E’ difficile per un giocatore, emergere di questi tempi a Portland.
Il record e’ ampiamente negativo da tre anni a questa parte. La città non ha il fascino delle grandi metropoli come LA o NY. Ne’ la sidentifica al di fuori per qualche personaggio o evento particolare. Che so, un film, un gruppo rock, una storia.
Qui c’e’ solo Chuck Palahniuk, e considerando quello che scrive, meglio che non si sappia che e’ nato e vive qui. Un angolo di natura incontaminata e vecchie tradizioni puritane (qui bruciavano le streghe nelle notti di Salem)
Negli ultimi anni, l’unico termine che si accosta all’unica franchigia professionistica di tutto l’Oregon e’ “JailBlazers”. Non certo lusinghiero. E poco importa se oramai qui, di gente poco raccomandabile o “thugs”, come li chiamano negli USA, non ce ne sia proprio più. E che d’altronde, non si arriva piu’ alle gare 7 della finali di conference (sigh). Ah si, i Blazers sono anche una delle squadre possedute da Paul Allen, il socio “sfigato” (si fa per dire) di Bill Gates.

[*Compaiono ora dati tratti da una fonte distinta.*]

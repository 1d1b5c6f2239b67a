// Copyright 2025 the Espalier Authors
// SPDX-License-Identifier: Apache-2.0 OR MIT

//! The visual treatment of one style key in one interaction state.

use core::fmt;

use kurbo::{Insets, Rect};
use peniko::Color;

/// A key for looking up fonts in the host's font table.
///
/// Font keys are simple u16 identifiers, typically defined as constants at
/// the application level. The renderer collaborator owns the table they index
/// into; this crate only carries the key.
///
/// # Example
///
/// ```rust
/// use espalier_style::FontKey;
///
/// const BODY: FontKey = FontKey::new(0);
/// const HEADING: FontKey = FontKey::new(1);
/// const MONOSPACE: FontKey = FontKey::new(2);
/// ```
#[derive(Copy, Clone, PartialEq, Eq, PartialOrd, Ord, Hash)]
pub struct FontKey(u16);

impl FontKey {
    /// Creates a new font key with the given index.
    #[must_use]
    #[inline]
    pub const fn new(index: u16) -> Self {
        Self(index)
    }

    /// Returns the underlying index of this font key.
    #[must_use]
    #[inline]
    pub const fn index(self) -> u16 {
        self.0
    }
}

impl fmt::Debug for FontKey {
    fn fmt(&self, f: &mut fmt::Formatter<'_>) -> fmt::Result {
        f.debug_tuple("FontKey").field(&self.0).finish()
    }
}

impl fmt::Display for FontKey {
    fn fmt(&self, f: &mut fmt::Formatter<'_>) -> fmt::Result {
        write!(f, "FontKey({})", self.0)
    }
}

/// Everything a renderer needs to draw one element in one state.
///
/// Bundles are plain values: resolving a style key against a
/// [`Skin`](crate::Skin) copies one out, and hosts are free to build them in
/// constants or tweak individual fields with struct-update syntax.
///
/// # Example
///
/// ```rust
/// use espalier_style::StyleBundle;
/// use kurbo::Insets;
/// use peniko::Color;
///
/// let button = StyleBundle {
///     fill: Color::from_rgb8(0x00, 0x78, 0xd4),
///     text: Color::WHITE,
///     padding: Insets::uniform_xy(12.0, 6.0),
///     ..StyleBundle::default()
/// };
/// assert_eq!(button.opacity, 1.0);
/// ```
#[derive(Copy, Clone, Debug, PartialEq)]
pub struct StyleBundle {
    /// Background fill colour.
    pub fill: Color,
    /// Border / outline colour.
    pub stroke: Color,
    /// Foreground text colour.
    pub text: Color,
    /// Region of the host's texture atlas to draw, if the element is
    /// textured rather than flat-filled.
    pub texture: Option<Rect>,
    /// Font table key for any text content.
    pub font: FontKey,
    /// Padding between the element's edge and its content.
    pub padding: Insets,
    /// Opacity contribution of this state, in `0.0..=1.0`. Multiplied into
    /// the element's effective opacity during the update pass.
    pub opacity: f64,
}

impl Default for StyleBundle {
    /// The built-in bundle: a neutral dark scheme, flat-filled, fully opaque.
    ///
    /// Unresolved style keys fall back to this, so a scene with no skin at
    /// all still renders legibly.
    fn default() -> Self {
        Self {
            fill: Color::from_rgb8(0x2d, 0x2d, 0x30),
            stroke: Color::from_rgb8(0x3f, 0x3f, 0x46),
            text: Color::from_rgb8(0xf1, 0xf1, 0xf1),
            texture: None,
            font: FontKey::new(0),
            padding: Insets::ZERO,
            opacity: 1.0,
        }
    }
}
// Copyright 2025 the Espalier Authors
// SPDX-License-Identifier: Apache-2.0 OR MIT

//! Modal and dropdown bookkeeping.
//!
//! Both stacks hold plain node ids; the desktop decides what pushing and
//! popping mean for the tree (reparenting, detaching, routing restrictions).

use espalier_tree::{NodeId, Tree};
use smallvec::SmallVec;

/// Ordered modal windows; the topmost one restricts click dispatch.
#[derive(Clone, Debug, Default)]
pub(crate) struct ModalStack {
    entries: SmallVec<[NodeId; 2]>,
}

impl ModalStack {
    pub(crate) fn is_empty(&self) -> bool {
        self.entries.is_empty()
    }

    /// The modal currently holding the lock.
    pub(crate) fn top(&self) -> Option<NodeId> {
        self.entries.last().copied()
    }

    pub(crate) fn contains(&self, id: NodeId) -> bool {
        self.entries.contains(&id)
    }

    /// Push a modal; refused if it is already registered.
    pub(crate) fn push(&mut self, id: NodeId) -> bool {
        if self.contains(id) {
            return false;
        }
        self.entries.push(id);
        true
    }

    pub(crate) fn pop(&mut self) -> Option<NodeId> {
        self.entries.pop()
    }

    /// Remove a modal from anywhere in the stack.
    pub(crate) fn remove(&mut self, id: NodeId) -> bool {
        match self.entries.iter().position(|&m| m == id) {
            Some(idx) => {
                self.entries.remove(idx);
                true
            }
            None => false,
        }
    }

    /// Drop entries that died or left the routable tree.
    pub(crate) fn prune(&mut self, tree: &Tree, root: NodeId) {
        self.entries
            .retain(|&mut m| tree.is_alive(m) && tree.is_attached_under(root, m));
    }
}

/// One open dropdown: the overlay node and the node that opened it.
#[derive(Clone, Copy, Debug, PartialEq, Eq)]
pub(crate) struct DropdownEntry {
    /// The overlay node, reparented under the desktop root while open.
    pub(crate) node: NodeId,
    /// The node the overlay cascades from; ownership decides which entries
    /// survive a stacked open and what a modal's reach covers.
    pub(crate) owner: NodeId,
}

/// Open dropdowns, bottom to top.
#[derive(Clone, Debug, Default)]
pub(crate) struct DropdownStack {
    entries: SmallVec<[DropdownEntry; 4]>,
}

impl DropdownStack {
    pub(crate) fn is_empty(&self) -> bool {
        self.entries.is_empty()
    }

    pub(crate) fn len(&self) -> usize {
        self.entries.len()
    }

    pub(crate) fn iter(&self) -> impl Iterator<Item = &DropdownEntry> {
        self.entries.iter()
    }

    pub(crate) fn top(&self) -> Option<&DropdownEntry> {
        self.entries.last()
    }

    pub(crate) fn push(&mut self, node: NodeId, owner: NodeId) {
        self.entries.push(DropdownEntry { node, owner });
    }

    pub(crate) fn pop(&mut self) -> Option<DropdownEntry> {
        self.entries.pop()
    }

    pub(crate) fn contains_node(&self, node: NodeId) -> bool {
        self.entries.iter().any(|e| e.node == node)
    }

    /// Drop entries whose overlay died or left the routable tree.
    pub(crate) fn prune(&mut self, tree: &Tree, root: NodeId) {
        self.entries
            .retain(|e| tree.is_alive(e.node) && tree.is_attached_under(root, e.node));
    }
}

Eppure… eppure quest’anno e’ diverso. Roy e’ il nome che risuona dappertutto. Piu’ di Randolph, che nonostante ammassi numeri impressionanti, non viene chiamato all’All Star Game (per forza, gioca a Portland, mica nei Lakers). Il ragazzo da Washington sta entusiasmando tutti. E considerato il discorso precedente, sulla poca visibilita’ nazionale e la scarsa fama della squadra, il fatto di andare a Las Vegas vale doppio. Ma come si fa a non chiamare un rookie che ha gia’ in mano le redini di un team NBA?
E arrivano pure le vittorie. E l’aggressività, la grinta, la voglia di vincere. Con i tiri all’ultimo secondo, gli overtime combattuti in trasferta, le rimonte impossibili. Insomma quelle cose che fanno tanto divertire i tifosi. Anche le sconfitte, quando ce la si gioca, hanno un sapore diverso. E quando anche le scelte più di emergenza come l’ala indigena Ime Udoka, diventano vincenti… be’ allora qualcosa sta davvero cambiando in quel di Portland.
E ci sarà un motivo se lo stesso Paul Allen, dopo aver fatto fallire Il Rose Garden e messo in vendita la squadra in estate, si e’ rimangiato tutto. Via i Blazers dal mercato, via con la ricerca di free agent e udite, udite, via con il riacquisto dell’Arena persa cosi’ rovinosamente nel 2004. Che volete che sia, cedere un intero palazzetto con tutti gli introiti che si ricavano per evitare ulteriori perdite e riprenderselo indietro per qualche centinaia di milioni di dollari.
Che volete che sia? Secondo me, un presidente appassionato che ha ritrovato entusiasmo.
Intendiamoci, anche per questanno, niente playoff. L’Ovest e’ troppo competitivo per permettere a questi ragazzini di spuntarla. E non mancano gli errori, le presunzioni e le dormite difensive e offensive tipiche di una squadra giovane e in crescita. Ma l’anno prossimo…
Quel che c’e’ di buono, e’ che manca una vittoria per migliorare il record (orribile) dell’anno scorso. E che giocare in casa comincia ad essere un fattore. C’e’ voglia di crescere e di non aspettare la fine della stagione e qualche effimero sogno di lottery-pick (sempre disattesi da queste parti)
I Blazers fra l’altro, possono sfruttare un paio di buoni contratti da cedere. Magloire su tutti. Inoltre con Rodriguez, sembrano aver pescato un ulteriore jolly. Il play spagnolo sembra destinato a grandi cose in questa lega.
Poi Aldrige, che non sta deludendo le aspettative, e il già citato Udoka, che potrebbe significare il definitivo addio a Darius Miles, quando questi guarira’ dal suo infortunio. E cioè non prima della prossima stagione.
Come dire che il cerchio si chiude.
La strada e’ lunga, non priva di ostacoli, ma ben asfaltata.